Without undertaking to determine whether the Springer & Lotz Case was correctly decided on its facts, we think it plain that it is without application here, for the bond there was conditioned that it should be void if the principal should pay the taxes, assessments, and penalties payable. The bond sued on here is not so conditioned. It is not such a bond. It was given not as ancillary to and as security for the payment of taxes and penalties; it was to stand in lieu of the taxes. The parties were careful to say so in terms. It, contained a definite obligation that the principal would safely transport all alcohol withdrawn from bonded warehouses, free of tax, to the premises described, and “use it for the sole purpose specified in the aforesaid application.” It further provided that the obligors “shall pay an amount equal to double the tax on all such alcohol not so transported and used.” This bond is not ancillary; it is primary. What the obligors agreed to- do is meticulously stated. It is no niggling construction, but one which gives effect precisely as they have used them, to the words the parties used, which holds appellees to their contract. They agreed in the bond that the permittee would account for all alcohol withdrawn and that they would pay “an amount equal to' double the tax on all such alcohol not so transported and used” as the permit required. It was stipulated that all of the alcohol taken had been accounted for as properly used, except the amount which forms the basis of this claim. It is no hardship upon defendants to require them to pay as they have agreed to do, “an amount equal to double the tax” on that alcohol.

The agreement was made at permittee’s instance, and for his benefit, to enable him to obtain and use the alcohol for the permitted purpose, free of tax. The surety signed the bond to enable the permittee to get it It and he should abide their agreement.

In the Gulf States Steel Co. Case the bond was given in order to free the taxpayer’s property from levy, and to give *344him time to show before the Board of Tax Appeals that the tax was not due. He agreed to pay such part of the tax as was not abated. The Board held as to tax liability that limitation had discharged it; 'nevertheless he had to pay the bond.

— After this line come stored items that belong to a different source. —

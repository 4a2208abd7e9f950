//! In-memory secret cache with per-entry TTL.
//!
//! A TTL of 0 disables the cache entirely, preserving per-request fetch
//! semantics. A positive TTL trades key-rotation latency for one fewer
//! network round trip per validation.

use std::collections::HashMap;
use std::sync::Arc;

use async_trait::async_trait;
use chrono::{DateTime, Utc};
use tokio::sync::RwLock;

use crate::{SecretError, SecretProvider, SecretValue};

/// Internal cache entry wrapping a `SecretValue` with TTL metadata.
#[derive(Debug, Clone)]
struct CachedSecret {
    secret: SecretValue,
    expires_at: DateTime<Utc>,
}

/// In-memory TTL cache for secrets.
#[derive(Debug)]
pub struct SecretCache {
    entries: RwLock<HashMap<String, CachedSecret>>,
    ttl_seconds: u64,
}

impl SecretCache {
    /// Create a new cache with the given TTL in seconds.
    #[must_use]
    pub fn new(ttl_seconds: u64) -> Self {
        Self {
            entries: RwLock::new(HashMap::new()),
            ttl_seconds,
        }
    }

    /// Get a cached secret by name, if it exists and is not expired.
    pub async fn get(&self, name: &str) -> Option<SecretValue> {
        let entries = self.entries.read().await;
        entries.get(name).and_then(|cached| {
            if Utc::now() < cached.expires_at {
                Some(cached.secret.clone())
            } else {
                None
            }
        })
    }

    /// Get a cached secret even if expired (for degraded mode).
    pub async fn get_even_expired(&self, name: &str) -> Option<SecretValue> {
        let entries = self.entries.read().await;
        entries.get(name).map(|cached| cached.secret.clone())
    }

    /// Store a secret in the cache.
    pub async fn set(&self, secret: SecretValue) {
        let expires_at = Utc::now() + chrono::Duration::seconds(self.ttl_seconds as i64);
        let name = secret.name.clone();
        let cached = CachedSecret { secret, expires_at };
        let mut entries = self.entries.write().await;
        entries.insert(name, cached);
    }

    /// Invalidate a cache entry by name.
    pub async fn invalidate(&self, name: &str) {
        let mut entries = self.entries.write().await;
        entries.remove(name);
    }
}

/// A `SecretProvider` wrapper that adds TTL-based caching to any inner provider.
///
/// With a TTL of 0 the wrapper is pass-through: no values are stored and
/// every `get_secret` hits the inner provider, so a provider failure is
/// surfaced to the caller unmasked.
pub struct CachedSecretProvider {
    inner: Arc<dyn SecretProvider>,
    cache: Option<SecretCache>,
}

impl CachedSecretProvider {
    /// Create a new cached provider wrapping the given inner provider.
    pub fn new(inner: Arc<dyn SecretProvider>, cache_ttl_seconds: u64) -> Self {
        let cache = if cache_ttl_seconds > 0 {
            Some(SecretCache::new(cache_ttl_seconds))
        } else {
            None
        };
        Self { inner, cache }
    }

    /// Get a reference to the inner provider.
    pub fn inner(&self) -> &Arc<dyn SecretProvider> {
        &self.inner
    }

    /// Invalidate a cached entry, forcing the next get to go to the provider.
    pub async fn invalidate(&self, name: &str) {
        if let Some(cache) = &self.cache {
            cache.invalidate(name).await;
        }
    }
}

impl std::fmt::Debug for CachedSecretProvider {
    fn fmt(&self, f: &mut std::fmt::Formatter<'_>) -> std::fmt::Result {
        f.debug_struct("CachedSecretProvider")
            .field("provider_type", &self.inner.provider_type())
            .field("caching", &self.cache.is_some())
            .finish()
    }
}

#[async_trait]
impl SecretProvider for CachedSecretProvider {
    async fn get_secret(&self, name: &str) -> Result<SecretValue, SecretError> {
        let Some(cache) = &self.cache else {
            return self.inner.get_secret(name).await;
        };

        if let Some(cached) = cache.get(name).await {
            tracing::debug!(secret_name = name, "Secret cache hit");
            return Ok(cached);
        }

        tracing::debug!(
            secret_name = name,
            "Secret cache miss, fetching from provider"
        );

        match self.inner.get_secret(name).await {
            Ok(secret) => {
                tracing::info!(
                    secret_name = name,
                    provider = self.inner.provider_type(),
                    "Secret loaded from provider"
                );
                cache.set(secret.clone()).await;
                Ok(secret)
            }
            Err(e) => {
                // On provider failure, fall back to an expired cached value
                if let Some(stale) = cache.get_even_expired(name).await {
                    tracing::warn!(
                        secret_name = name,
                        provider = self.inner.provider_type(),
                        error = %e,
                        "Provider unavailable, using stale cached secret"
                    );
                    return Ok(stale);
                }
                Err(e)
            }
        }
    }

    async fn health_check(&self) -> Result<bool, SecretError> {
        self.inner.health_check().await
    }

    fn provider_type(&self) -> &'static str {
        self.inner.provider_type()
    }
}

#[cfg(test)]
mod tests {
    use super::*;
    use std::sync::atomic::{AtomicUsize, Ordering};

    /// Test double that counts fetches and can be switched to failing mode.
    struct CountingProvider {
        fetches: AtomicUsize,
        fail: std::sync::atomic::AtomicBool,
    }

    impl CountingProvider {
        fn new() -> Self {
            Self {
                fetches: AtomicUsize::new(0),
                fail: std::sync::atomic::AtomicBool::new(false),
            }
        }
    }

    #[async_trait]
    impl SecretProvider for CountingProvider {
        async fn get_secret(&self, name: &str) -> Result<SecretValue, SecretError> {
            self.fetches.fetch_add(1, Ordering::SeqCst);
            if self.fail.load(Ordering::SeqCst) {
                return Err(SecretError::ProviderUnavailable {
                    provider: "counting".to_string(),
                    detail: "forced failure".to_string(),
                });
            }
            Ok(SecretValue::new(name, b"key-material".to_vec()))
        }

        async fn health_check(&self) -> Result<bool, SecretError> {
            Ok(true)
        }

        fn provider_type(&self) -> &'static str {
            "counting"
        }
    }

    #[tokio::test]
    async fn test_cache_set_and_get() {
        let cache = SecretCache::new(300);
        let secret = SecretValue::new("test_key", b"test_value".to_vec());
        cache.set(secret).await;

        let result = cache.get("test_key").await;
        assert!(result.is_some());
        assert_eq!(result.unwrap().as_str().unwrap(), "test_value");
    }

    #[tokio::test]
    async fn test_cache_miss() {
        let cache = SecretCache::new(300);
        let result = cache.get("nonexistent").await;
        assert!(result.is_none());
    }

    #[tokio::test]
    async fn test_cache_expired() {
        // TTL of 0 seconds means immediate expiry
        let cache = SecretCache::new(0);
        let secret = SecretValue::new("test_key", b"test_value".to_vec());
        cache.set(secret).await;

        tokio::time::sleep(std::time::Duration::from_millis(10)).await;

        let result = cache.get("test_key").await;
        assert!(result.is_none());

        let result = cache.get_even_expired("test_key").await;
        assert!(result.is_some());
    }

    #[tokio::test]
    async fn test_cache_invalidate() {
        let cache = SecretCache::new(300);
        let secret = SecretValue::new("test_key", b"test_value".to_vec());
        cache.set(secret).await;

        assert!(cache.get("test_key").await.is_some());
        cache.invalidate("test_key").await;
        assert!(cache.get("test_key").await.is_none());
    }

    #[tokio::test]
    async fn test_zero_ttl_refetches_every_call() {
        let inner = Arc::new(CountingProvider::new());
        let cached = CachedSecretProvider::new(inner.clone(), 0);

        cached.get_secret("token_signing_key").await.unwrap();
        cached.get_secret("token_signing_key").await.unwrap();
        cached.get_secret("token_signing_key").await.unwrap();

        assert_eq!(inner.fetches.load(Ordering::SeqCst), 3);
    }

    #[tokio::test]
    async fn test_zero_ttl_propagates_failure() {
        let inner = Arc::new(CountingProvider::new());
        let cached = CachedSecretProvider::new(inner.clone(), 0);

        cached.get_secret("token_signing_key").await.unwrap();
        inner.fail.store(true, Ordering::SeqCst);

        // No stale fallback without a cache
        let result = cached.get_secret("token_signing_key").await;
        assert!(matches!(
            result,
            Err(SecretError::ProviderUnavailable { .. })
        ));
    }

    #[tokio::test]
    async fn test_positive_ttl_serves_from_cache() {
        let inner = Arc::new(CountingProvider::new());
        let cached = CachedSecretProvider::new(inner.clone(), 300);

        cached.get_secret("token_signing_key").await.unwrap();
        cached.get_secret("token_signing_key").await.unwrap();

        assert_eq!(inner.fetches.load(Ordering::SeqCst), 1);
    }

    #[tokio::test]
    async fn test_positive_ttl_serves_stale_on_failure() {
        let inner = Arc::new(CountingProvider::new());
        // TTL 1 second so the entry stays resolvable via get_even_expired
        let cached = CachedSecretProvider::new(inner.clone(), 1);

        cached.get_secret("token_signing_key").await.unwrap();
        cached.invalidate("missing").await;
        inner.fail.store(true, Ordering::SeqCst);

        // Expire the entry, then fail the provider: stale value is served
        tokio::time::sleep(std::time::Duration::from_millis(1100)).await;
        let result = cached.get_secret("token_signing_key").await;
        assert!(result.is_ok());
        assert_eq!(result.unwrap().as_str().unwrap(), "key-material");
    }
}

We think there is no basis for the distinction the appellees and the District Judge drew between the bond given there after, and the one given here before the tax accrued.

The judgment is reversed, and, the cause having been tried to a court without a jury on a stipulation, is here rendered for appellant.

Reversed and rendered.

“Except in the case of income, war profits, excess-profits, estate, and gift taxes—

“Notwithstanding the provisions of section 102 of this chapter or any other provision of law, all internal-revenue taxes shall (except as provided in section 106 or 107 of this chapter) be assessed within four years after such taxes became due, and no proceeding in court without assessment for the collection of such taxes ■hall be begun after the expiration of five years alter such taxes became due.” Section 106, title 26, U.S.C.A.

Penalties and Forfeitures under laws of United States. No suit or prosecution for any penalty or forfeiture, pecuniary or otherwise, accruing under the laws of the United States, shall be maintained, except in cases where it is otherwise specially provided, unless the same is commenced within five years from the time when the penalty or forfeiture accrued. Section 791, title 28, U.S.C.A.